Two recent initiatives also emerged. After the launch of Shomi, in 2014, in collaboration with Shaw—and its disappearance in 2016—,Rogers launched Ignite in 2018.
CBC Gem was also announced in December 2018. It’s a platform that is similar to the TOU.TV platform and the intention is to offer 4,000 hours of free live and on-demand programming.
Also, most of the different channels in the country now offer an online content catalogue.
Despite all of these initiatives, the latest GlobalWebIndex survey shows that Netflix rules among all of the over-the-top television services used to watch video content. Thus, it is the choice of 59.2% of respondents, followed by 10.4% for Crave TV, 4.9% for Club Illico and 4.4% for TOU.TV Extra.
The efforts deployed by Canadian players have nevertheless not all been in vain. A December 2018 report on cord-cutting reveals that about three quarters of all Canadian households still use traditional television services such as cable or satellite TV.
Once again according to GlobalWebIndex, on a global scale, Canada holds the ninth rank when it comes to linear television consumption, particularly among French-speaking consumers.
Netflix’s operation charm
Over all of these years, Netflix has continued to improve its platform, namely by doubling its offer of original fiction series as early as 2016 in addition to proposing French dubbed versions of its shows upon release, thereby competing directly against French-language media groups that had been initially spared to a certain extent.
It’s in September 2017 that the Canadian government unveiled its cultural policy, including an agreement with the American giant. Among other things, Netflix committed to creating a production company in Canada and investing $500 million over five years to produce Canadian shows or series and $25 million to develop the French-language market. Taxes, income taxes and royalties were, however, not covered in that agreement.
Since then, Netflix has met with several producers to develop Canadian content and has supported certain initiatives, including the creation of a hub dedicated to production in Toronto and the funding of a screenwriting development program with the National School of Humour in Montreal. In 2018, the production of Canadian content was valued at $3.04 billion compared to $4.77 billion for foreign productions, according to the Profile 2018: Economic report on the screen-based media production industry in Canada.

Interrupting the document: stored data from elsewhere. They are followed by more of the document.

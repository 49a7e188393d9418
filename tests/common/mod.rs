#![allow(dead_code)]

use verdant::{
    CellSpec, EmitterSpec, Genome, InsectSpec, PlantSpec, ProgramSpec, ScenarioSpec, Sex, Substance,
};

pub fn bare_cell(x: u16, y: u16) -> CellSpec {
    CellSpec {
        x,
        y,
        moisture: None,
        plants: vec![],
        insects: vec![],
        emitter: None,
    }
}

/// A scenario where every grid position holds a bare cell.
pub fn full_grid(width: u16, height: u16, ticks: u64) -> ScenarioSpec {
    let mut cells = Vec::new();
    for y in 0..height {
        for x in 0..width {
            cells.push(bare_cell(x, y));
        }
    }
    ScenarioSpec {
        name: Some("test garden".into()),
        width,
        height,
        ticks,
        cells,
    }
}

/// A fruit plant tolerant of any humidity. Matures quickly, yields up to
/// three harvests.
pub fn tomato() -> PlantSpec {
    PlantSpec {
        species: "tomato".into(),
        maturation_age: 2,
        max_harvests: 3,
        harvest_growth: 4,
        humidity_min: 0.0,
        humidity_max: 1.0,
        footprint: 0.4,
        colonization: None,
    }
}

/// A suckering ground cover that always tries to spread.
pub fn creeper() -> PlantSpec {
    PlantSpec {
        species: "mint".into(),
        maturation_age: 1,
        max_harvests: 0,
        harvest_growth: 1,
        humidity_min: 0.0,
        humidity_max: 1.0,
        footprint: 0.2,
        colonization: Some(1.0),
    }
}

pub fn aphid_genome() -> Genome {
    Genome {
        max_health: 10,
        lifespan: 1000,
        mobility: 0.0,
        resistance: 1.0,
        reproduction_cooldown: 2,
        max_litter: 3,
    }
}

pub fn aphid(sex: Sex) -> InsectSpec {
    InsectSpec {
        species: "aphid".into(),
        sex,
        genome: aphid_genome(),
    }
}

/// An emitter whose program for `substance` is active every tick.
pub fn constant_emitter(radius: u32, substance: Substance) -> EmitterSpec {
    EmitterSpec {
        radius,
        programs: vec![ProgramSpec {
            substance,
            start: 0,
            duration: 1,
            period: 1,
        }],
    }
}
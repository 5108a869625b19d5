//! Play/pause, stop and power commands.
use kodi_proto::client::{KodiClient, RpcError};
use kodi_proto::state::PlayerSnapshot;
use tracing::{debug, info};

/// What a play/pause toggle ended up doing.
#[derive(Debug, Clone, Copy, PartialEq, Eq)]
pub enum ToggleAction {
    /// Plugin stream was playing; streams cannot pause, so it was stopped.
    StoppedStream,
    /// Plugin stream was stopped and has been queued again.
    RequeuedStream,
    /// No player, but a remembered playlist position was reopened.
    Resumed(i64),
    PlayPause,
    /// No player and nothing to resume.
    Nothing,
}

#[derive(Debug, Clone)]
pub struct Transport {
    client: KodiClient,
}

impl Transport {
    pub fn new(client: KodiClient) -> Self {
        Self { client }
    }

    /// Toggle playback. Consumes `snapshot.saved_position` when resuming.
    pub async fn toggle_play_pause(
        &self,
        snapshot: &mut PlayerSnapshot,
    ) -> Result<ToggleAction, RpcError> {
        let player_id = snapshot.connection.player_id;

        if snapshot.is_plugin_stream() {
            if self.client.is_playing(player_id).await {
                self.client.stop(player_id).await?;
                info!("[transport] Stopped stream {}", snapshot.media_path);
                return Ok(ToggleAction::StoppedStream);
            }
            self.client.play_file(&snapshot.media_path).await?;
            info!("[transport] Requeued stream {}", snapshot.media_path);
            return Ok(ToggleAction::RequeuedStream);
        }

        if player_id < 0 {
            return match snapshot.saved_position.take() {
                Some(position) if position >= 0 => {
                    self.client.open_position(position).await?;
                    info!("[transport] Resumed playlist at position {}", position);
                    Ok(ToggleAction::Resumed(position))
                }
                _ => {
                    debug!("[transport] Nothing to resume");
                    Ok(ToggleAction::Nothing)
                }
            };
        }

        self.client.play_pause(player_id).await?;
        Ok(ToggleAction::PlayPause)
    }

    /// Returns false without calling out when there is no player.
    pub async fn stop(&self, player_id: i64) -> Result<bool, RpcError> {
        if player_id < 0 {
            return Ok(false);
        }
        self.client.stop(player_id).await?;
        Ok(true)
    }

    pub async fn shutdown(&self) -> Result<(), RpcError> {
        info!("[transport] Shutting down {}", self.client.host());
        self.client.shutdown().await
    }

    pub async fn reboot(&self) -> Result<(), RpcError> {
        info!("[transport] Rebooting {}", self.client.host());
        self.client.reboot().await
    }
}
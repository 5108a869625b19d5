//! kodi-playing daemon: poll loop, now-playing tracker, transport controls,
//! notifications, the local control API and the tracing bridge onto the
//! event channel.

pub mod core;
pub mod http;
pub mod log_layer;
pub mod notify;
pub mod tracker;
pub mod transport;
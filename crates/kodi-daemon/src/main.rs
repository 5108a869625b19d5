use kodi_daemon::core::{DaemonCommand, DaemonCore, PollEvent};
use kodi_daemon::http::{self, HttpState};
use kodi_daemon::log_layer::EventLogLayer;
use kodi_daemon::notify::Notifier;
use kodi_proto::config::Config;
use kodi_proto::songs::PlaybackLog;
use tokio::sync::{broadcast, mpsc};
use tokio_util::sync::CancellationToken;
use tracing::info;
use tracing_subscriber::layer::SubscriberExt;
use tracing_subscriber::util::SubscriberInitExt;

#[tokio::main]
async fn main() -> anyhow::Result<()> {
    // Event channel first so logging can feed it
    let (event_tx, _) = broadcast::channel::<PollEvent>(100);

    let log_path = kodi_proto::platform::daemon_log_path();
    if let Some(parent) = log_path.parent() {
        std::fs::create_dir_all(parent)?;
    }

    let log_file = std::fs::OpenOptions::new()
        .create(true)
        .append(true)
        .open(&log_path)?;

    let fmt_layer = tracing_subscriber::fmt::layer()
        .with_writer(log_file)
        .with_ansi(false);

    tracing_subscriber::registry()
        .with(fmt_layer)
        .with(EventLogLayer::new(event_tx.clone()))
        .with(
            tracing_subscriber::EnvFilter::try_from_default_env().unwrap_or_else(|_| {
                tracing_subscriber::EnvFilter::new("info,kodi_daemon=debug,kodi_proto=debug")
            }),
        )
        .init();

    info!("Log file: {:?}", log_path);

    let config = Config::load()?;
    info!("Config loaded from: {:?}", Config::config_path());
    if config.kodi.autostart {
        info!("Autostart is enabled; the login entry is managed by the desktop integration");
    }
    if !config.kodi.notifications_enabled() {
        info!("Notifications disabled (show_notification = 0)");
    }

    let cancel = CancellationToken::new();
    let (command_tx, command_rx) = mpsc::channel::<DaemonCommand>(32);
    let (show_tx, show_rx) = mpsc::channel::<usize>(8);

    let daemon_core = DaemonCore::from_config(&config, event_tx.clone())?;
    let snapshot_rx = daemon_core.subscribe_snapshot();

    let notifier = Notifier::from_config(&config, snapshot_rx.clone())?;
    let notifier_handle = tokio::spawn(notifier.run(event_tx.subscribe(), show_rx, cancel.clone()));

    if config.http.enabled {
        let _http_handle = http::start_server(
            config.http.bind_address.clone(),
            config.http.port,
            HttpState {
                snapshot: snapshot_rx,
                log: PlaybackLog::new(config.paths.log_file.clone()),
                commands: command_tx.clone(),
                show: show_tx,
            },
        );
    }

    let signal_cancel = cancel.clone();
    tokio::spawn(async move {
        if tokio::signal::ctrl_c().await.is_ok() {
            info!("Received interrupt signal, stopping");
            signal_cancel.cancel();
        }
    });

    info!("Daemon initialised, running poll loop");
    daemon_core.run(command_rx, cancel.clone()).await?;

    cancel.cancel();
    let _ = notifier_handle.await;
    Ok(())
}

Reed Hastings’s company nevertheless increased its rates at the end of 2018 to fund the production of television series and films, so it claimed.
Netflix’s Canadian empire could indeed be threatened by the upcoming arrival of giants like Disney and Apple who will be entering the streaming content market, not to mention the competition of Canadian players who will this time around be better prepared to counter these newest invaders.